The commodities trader and metals producer on Wednesday brought forward its third-quarter earnings report and hosted a conference call with investors to help counter market concerns about its liquidity, which have driven its credit default swap spreads as high as 1,222 basis points, according to Markit data.
Glencore had more than $3.5 billion in cash and untapped committed credit lines at end-October, up from about $3.1 billion at end-June, said Henri Alexaline, a senior credit analyst with BNP Paribas.
The group has raised its strategic minimum liquidity to $3 billion from $2 billion previously, HSBC credit analysts wrote in a note to investors.
"On the liquidity front they are sending a strong signal in the current market environment that their funding policy is conservative," Alexaline said.
The company, which is known for being secretive, released the figures only to banks and investors and declined to comment.
Deutsche Bank analysts said the results for the quarter to end-September were strong.
"Key features included almost flat EBITDA (earnings before interest, tax, depreciation and amortisation) to the prior year despite the weakening of commodity prices, a significant working capital unwind that drove much improved liquidity, a solid level of underlying free cash flow," they wrote in a note to investors.
EBITDA slipped 1 percent to $1.9 billion as higher volumes and realised prices for coal offset soft metals prices, they said.
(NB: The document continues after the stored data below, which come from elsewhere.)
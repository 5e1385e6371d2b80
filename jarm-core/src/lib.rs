//! Deterministic construction and parsing of the ten ClientHello/ServerHello
//! exchanges that make up a JARM TLS fingerprint, plus the fuzzy-hash
//! assembler that folds them into the final 62-character string.
//!
//! This crate is deliberately free of networking and async runtime
//! dependencies — opening the sockets and running the probes concurrently
//! is `jarm-cli`'s job. Everything here is pure, panic-free, and
//! reproducible given the same injected randomness.

pub mod builder;
pub mod catalog;
pub mod error;
pub mod hash;
pub mod parser;
pub mod profile;
pub mod random;

pub use builder::build;
pub use error::{Error, Result};
pub use hash::assemble;
pub use parser::{parse, ParseOutcome, Tail};
pub use profile::{ProbeProfile, TEN_PROFILES};
pub use random::{GreaseChooser, RandomSource};

#[cfg(feature = "crypto")]
pub use random::{OsRandomSource, UniformGreaseChooser};

#[cfg(test)]
mod tests {
    use super::*;
    use crate::random::{FixedGreaseChooser, FixedRandomSource};

    /// Exercises the full build → (synthetic) parse → assemble pipeline
    /// end to end, without any network I/O, mirroring what the Probe
    /// Runner does for a real scan.
    #[test]
    fn full_pipeline_produces_a_valid_jarm_shape() {
        let random = FixedRandomSource::new(vec![0x11; 32]);
        let grease = FixedGreaseChooser(0x0a0a);

        let renderings: [String; 10] = std::array::from_fn(|i| {
            let profile = &TEN_PROFILES[i];
            let payload = build(profile, "example.com", &random, &grease);
            assert!(!payload.is_empty());
            // No live server to answer, so every probe renders as failed —
            // this still proves build() and assemble() compose cleanly.
            ParseOutcome::Failed.render()
        });

        let jarm = assemble(&renderings);
        assert_eq!(jarm, "0".repeat(62));
    }
}
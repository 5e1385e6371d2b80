//! CLI/network-facing error type. Errors that should degrade a single probe
//! rather than the whole scan (timeouts, connection resets, malformed
//! responses, non-200 proxy replies) never reach here — [`crate::runner`]
//! catches those locally and folds them into a `Failed` parse outcome.
//! Only faults that abort an entire target (bad proxy config, DNS failure,
//! argument errors) propagate as [`Error`].

/// Result type alias for `jarm-cli` operations.
pub type Result<T> = std::result::Result<T, Error>;

#[derive(Debug, thiserror::Error)]
pub enum Error {
    #[error("invalid proxy: {0}")]
    InvalidProxy(String),

    #[error("could not resolve target: {0}")]
    InvalidTarget(String),

    #[error("invalid command-line arguments: {0}")]
    Argument(String),

    #[error("i/o error: {0}")]
    Io(#[from] std::io::Error),

    #[error(transparent)]
    Core(#[from] jarm_core::Error),
}
//! Injectable randomness.
//!
//! The builder never calls an RNG directly. Every byte that varies between
//! runs — `client_random`, `session_id`, the key-share key exchange, and the
//! chosen GREASE value — comes from a trait object supplied by the caller.
//! Tests inject fixed sequences so a built ClientHello is byte-for-byte
//! reproducible; production wires up [`OsRandomSource`] and
//! [`UniformGreaseChooser`].

use crate::catalog::GREASE_VALUES;

/// Supplies the random byte material a ClientHello needs.
///
/// A single 32-byte draw covers `client_random`; a second covers
/// `session_id`; a third covers the key-share exchange data. Profiles never
/// reuse a draw across fields, so implementations may treat each call as an
/// independent stream.
pub trait RandomSource {
    /// Fill `buf` with random bytes.
    fn fill(&self, buf: &mut [u8]);
}

/// Picks one of the 16 catalog GREASE values for a probe.
pub trait GreaseChooser {
    /// Return one value from [`GREASE_VALUES`].
    fn choose(&self) -> u16;
}

/// Production [`RandomSource`] backed by the `rand` crate's thread RNG.
#[cfg(feature = "crypto")]
#[derive(Debug, Default, Clone, Copy)]
pub struct OsRandomSource;

#[cfg(feature = "crypto")]
impl RandomSource for OsRandomSource {
    fn fill(&self, buf: &mut [u8]) {
        use rand::RngCore;
        rand::thread_rng().fill_bytes(buf);
    }
}

/// Production [`GreaseChooser`] drawing uniformly from the 16 GREASE values.
#[cfg(feature = "crypto")]
#[derive(Debug, Default, Clone, Copy)]
pub struct UniformGreaseChooser;

#[cfg(feature = "crypto")]
impl GreaseChooser for UniformGreaseChooser {
    fn choose(&self) -> u16 {
        use rand::Rng;
        let idx = rand::thread_rng().gen_range(0..GREASE_VALUES.len());
        GREASE_VALUES[idx]
    }
}

/// Deterministic [`RandomSource`] that replays a fixed byte sequence,
/// wrapping around if more bytes are requested than it holds. Used by tests
/// and by the fixture replay harness in `jarm-cli`'s integration tests.
#[derive(Debug, Clone)]
pub struct FixedRandomSource {
    bytes: Vec<u8>,
}

impl FixedRandomSource {
    pub fn new(bytes: impl Into<Vec<u8>>) -> Self {
        let bytes = bytes.into();
        assert!(!bytes.is_empty(), "FixedRandomSource needs at least one byte");
        Self { bytes }
    }
}

impl RandomSource for FixedRandomSource {
    fn fill(&self, buf: &mut [u8]) {
        for (i, slot) in buf.iter_mut().enumerate() {
            *slot = self.bytes[i % self.bytes.len()];
        }
    }
}

/// Deterministic [`GreaseChooser`] that always returns the same value.
#[derive(Debug, Clone, Copy)]
pub struct FixedGreaseChooser(pub u16);

impl GreaseChooser for FixedGreaseChooser {
    fn choose(&self) -> u16 {
        self.0
    }
}

#[cfg(test)]
mod tests {
    use super::*;

    #[test]
    fn fixed_random_wraps_around() {
        let src = FixedRandomSource::new(vec![0x01, 0x02, 0x03]);
        let mut buf = [0u8; 7];
        src.fill(&mut buf);
        assert_eq!(buf, [0x01, 0x02, 0x03, 0x01, 0x02, 0x03, 0x01]);
    }

    #[test]
    fn fixed_grease_is_constant() {
        let chooser = FixedGreaseChooser(0x5a5a);
        assert_eq!(chooser.choose(), 0x5a5a);
        assert_eq!(chooser.choose(), 0x5a5a);
    }
}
Free cash flow was $1.6 billion and was applied to debt reduction.
NO NASTY SURPRISES
"Overall these results are OK and contain no nasty surprises, and although we still think Glencore spreads are too wide, we cannot see much in these results to dramatically improve sentiment around the name," analysts at Royal Bank of Scotland wrote.
Five-year credit default swaps on Glencore debt were 18 basis points wider at 1,147.5 basis points on Wednesday, amid a generally wider market, according to Markit data.
For weeks, the Swiss firm has had the widest spread levels of the 125 companies on the investment-grade Europe index.
The improvement in liquidity came largely from a $1.3 billion release of working capital in the quarter, RBS analysts wrote.
The current environment of declining metals volumes and prices means Glencore requires less working capital, Alexaline said. Working capital was still a negative $1.4 billion for the nine months, but another improvement in the fourth quarter is likely to leave the figure flat for the year, he said.
There is likely to be more pressure on EBITDA in the fourth quarter as the economic slowdown affects the prices of metal and energy products, Alexaline said.
"The top line is coming down, but its operating costs are also easing in industrial activities."
As for short-term debt, Glencore does not access the stressed commercial paper market but instead securitises its receivables, Alexaline said.
"We don't foresee any reason that the banks would look to cancel the ongoing receivable securitisation programmes" when they roll over in mid-2009, he said.
The employee-owned company reduced its short-term debt to $6.2 billion from $11.4 billion in the quarter, repaying significant amounts under its syndicated rolling credit facility and bank loans secured by Xstrata shares, HSBC analysts wrote.
Glencore, which has a 35 percent stake in the mining group, had reduced the amount outstanding under bank facilities secured by Xstrata stock to $2.85 billion at end-September, then repaid another $500 million in October and $450 million in November, Deutsche analysts wrote.
"The October repayment was expected, but the November repayment is incremental in our view. We estimate that around $2.5 to $3 billion of Glencore's stake in Xstrata is unencumbered, adding to potential liquidity," they added.
While the CDS market shows that the company's cost of funding has increased, Glencore has no major maturities and little need to refinance for the next 18 months, Alexaline said.